Beginning on an occasional basis in 2016 when it first worried Google was copying its lyrics and sent the company a letter asking it to stop, and then ramping up last year into a systemic approach, Genius engineers alternated a pattern of straight and curly apostrophes in the transcripts that in Morse code reads out the phrase “red handed.” Genius sent 100 examples of transcripts it says it found on Google with the watermark to Journal reporters, who verified that the secret code was present in three songs randomly picked from that bunch.

But the day after the story published, Genius noticed something: The watermark had disappeared on most of those lyrics now on Google. Now, for most of the 100 songs that Genius had sent the Journal, all the apostrophes are straight in Google results. Had Google tried to scrub the evidence of its pilfering? That’s how it seems to Genius. “Google has known exactly what is going on for two years,” says Ben Gross, Genius’ chief strategy officer. “Now that the issue is public, they are apparently removing evidence of their behavior without addressing the underlying problem. Google is still displaying lyrics copied from Genius.”

The engineering team at Genius has been keeping track of what appears on Google lyrics One Boxes since last October, scraping and caching hundreds of Google song lyrics results every day. So they went and looked back at the daily caches to see when the watermark disappeared. They found that the watermark had been present on all the sample lyrics until June 12, and then it disappeared on June 13. WIRED examined the HTML of a random selection of these cached pages, and they do appear to show the watermark present until June 12. Though the WSJ story published on June 16, Genius says it had been in contact with WSJ reporters before June 12, raising the possibility that the watermark was scrubbed after being reached for comment by journalists.

When reached for comment, Google denied making any changes. A spokesperson for Google insists the company doesn’t create any lyric transcripts itself or scrape any websites for lyrics, relying instead on multiple third-party providers to source song lyrics for its knowledge boxes. It pointed WIRED to Canadian-based lyric transcription service LyricFind, which on Monday publicly took the blame for the Genius watermark showing up on Google Search pages (while refuting the framing of most of the reporting on the issue).

“It’s basically indisputable that this Google contractor LyricFind was just copying their lyrics from Genius,” says John Bergmayer, senior counsel at the nonprofit Public Knowledge, who has worked on numerous antitrust issues involving Google and has been watching the Genius allegations closely. LyricFind says it previously used Genius as a legitimate “reference” for its transcriptions, as it did many other sources, and is now reassessing that practice.

When asked directly if LyricFind had gone through and scrubbed the secret Morse code from the lyrics that it was providing to Google, LyricFind CEO Darryl Ballantyne did not confirm or deny doing so, saying that he believed he had answered that question in the company’s public blog post from Monday. “Our team is currently investigating the content in our database and removing any lyrics that seem to have originated from Genius,” the company wrote.

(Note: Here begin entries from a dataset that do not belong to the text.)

//! Bowyer-Watson insertion step: conflict region, cavity boundary, re-fill.

use std::collections::{HashMap, HashSet};

use crate::error::{Error, Result};

use super::mesh::{directed_edges, ghost_last, Edge, Tri, WorkMesh, GHOST};
use super::TriangulationStats;

/// Boundary of a union of triangles: edges used by exactly one of them.
///
/// Counts are kept in a fresh map keyed by unordered pair; edges are then
/// emitted in the order they appear in `tris`, keeping each triangle's
/// direction, so the result is deterministic and every boundary edge keeps
/// the cavity on its left.
pub(crate) fn cavity_boundary(tris: &[Tri]) -> Vec<(usize, usize)> {
    let mut counts: HashMap<Edge, u32> = HashMap::with_capacity(tris.len() * 3);
    for t in tris {
        for (a, b) in directed_edges(t) {
            *counts.entry(Edge::new(a, b)).or_insert(0) += 1;
        }
    }
    tris.iter()
        .flat_map(directed_edges)
        .filter(|&(a, b)| counts.get(&Edge::new(a, b)) == Some(&1))
        .collect()
}

/// Outcome of inserting one point.
#[derive(Clone, Copy, Debug, PartialEq, Eq)]
pub(crate) enum Inserted {
    /// Cavity of `removed` triangles re-filled with `created` new ones.
    Cavity { removed: usize, created: usize },
    /// Point has the exact coordinates of an inserted vertex.
    Duplicate,
}

/// Insert point `pi` into the mesh.
///
/// Nothing is modified unless the conflict region is a topological disk
/// (`k` triangles, `k + 2` boundary edges); anything else is reported as
/// `AlgorithmInvariantViolation`.
pub(crate) fn insert_point(
    mesh: &mut WorkMesh<'_>,
    pi: usize,
    stats: &mut TriangulationStats,
) -> Result<Inserted> {
    let pts = mesh.points();
    let p = pts[pi];
    let max_steps = mesh.len() + 3;
    let located = mesh.locate(p, max_steps).and_then(|id| Some((id, mesh.get(id)?)));
    let start = match located {
        Some((id, t)) if mesh.conflicts(&t, p) => id,
        Some((_, t)) if t.iter().any(|&v| v != GHOST && pts[v] == p) => {
            return Ok(Inserted::Duplicate);
        }
        _ => {
            stats.locate_fallbacks += 1;
            tracing::debug!(point = pi, "walk failed, scanning for a conflict");
            match mesh.scan_conflict(p) {
                Some(id) => id,
                None => return Ok(Inserted::Duplicate),
            }
        }
    };

    // Conflict region: flood from `start` across edges into conflicting triangles.
    let mut bad_ids = vec![start];
    let mut seen: HashSet<usize> = HashSet::from([start]);
    let mut k = 0;
    while k < bad_ids.len() {
        let Some(t) = mesh.get(bad_ids[k]) else {
            break;
        };
        for (a, b) in directed_edges(&t) {
            let Some(nb) = mesh.across(a, b) else {
                continue;
            };
            if seen.insert(nb) && mesh.get(nb).is_some_and(|u| mesh.conflicts(&u, p)) {
                bad_ids.push(nb);
            }
        }
        k += 1;
    }
    let bad: Vec<Tri> = bad_ids.iter().filter_map(|&id| mesh.get(id)).collect();

    let boundary = cavity_boundary(&bad);
    // a disk-shaped cavity of k triangles has k + 2 boundary edges
    if boundary.len() != bad.len() + 2 {
        tracing::error!(
            point = pi,
            bad = bad.len(),
            boundary = boundary.len(),
            "cavity is not a topological disk"
        );
        return Err(Error::AlgorithmInvariantViolation(format!(
            "inserting point {pi}: {} conflicting triangles have {} boundary edges, expected {}",
            bad.len(),
            boundary.len(),
            bad.len() + 2
        )));
    }

    for &id in &bad_ids {
        mesh.remove(id);
    }
    for &(a, b) in &boundary {
        mesh.add(ghost_last([a, b, pi]));
    }
    tracing::trace!(point = pi, removed = bad.len(), created = boundary.len(), "inserted");
    Ok(Inserted::Cavity {
        removed: bad.len(),
        created: boundary.len(),
    })
}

So is the watermark disappearing proof that someone was trying to cover their tracks, as Genius suggests, or that LyricFind was actually removing Genius-sourced lyrics from its database, as its CEO seems to be suggesting? It’s unclear. Genius says it hasn’t gone through to see if all the Google lyric results it was tracking now differ from Genius transcripts in any way beyond the apostrophes, though the engineering team says that, of the handful they have carefully checked, the only change they can find is those apostrophes. If the lyrics were now being sourced from somewhere else, they presume there would be other differences, like typos or dissimilar words or punctuation.

One thing that some news stories have missed about Genius’ allegations is that Google is far from alone in surfacing lyrics that may have originated from Genius. Microsoft Bing and Amazon Music also appear to have Genius-watermarked lyrics. Genius would not comment on other sites’ apparent use of its transcripts. Keeping the focus on Google may be a way to emphasize Google’s market power and thereby its anticompetitiveness, Bergmayer suggests.

Interestingly, though Google’s results are now mostly clean of the watermark, some of those other sites are still displaying the same LyricFind-sourced lyrics bearing Genius’ watermark. At the time of writing on Tuesday, Bing, for instance, was surfacing lyrics for the song “Not Today” by Alessia Cara with the curly/straight code clearly visible. That doesn’t mean Google or LyricFind necessarily changed the Google results and not the others—it could be that Microsoft just updates its feed from LyricFind less frequently, for one thing. (Microsoft has not responded to a request for comment.)

And the watermark disappearing on Google pages doesn’t change the fact that Genius appears to be right: Its lyrics seem to have been copied and pasted all over the web. But the thing is, as icky as that is, it’s not illegal. Genius doesn’t hold the copyright to these transcripts. The publishers and songwriters do. No matter how much work Genius or its community puts into compiling the lyrics into text, the song lyrics still don’t belong to them. Rather, they license them and print them with permission.

Both Genius and Google hold a license from the music publishers to print song lyrics. And because the publishers don’t have a canonical database of lyrics for licensees to plug into, every license holder is left to cobble the text together however they can. If that means copying and pasting from one another, well, that’s fair game from a copyright perspective, according to Bergmayer. The publishers themselves could even copy Genius’ lyrics and give them to other licensees if they wanted to. “So it’s a very awkward situation for Genius,” Bergmayer says, “given the fact that both Google and Genius have licensing rights from the rights holder.”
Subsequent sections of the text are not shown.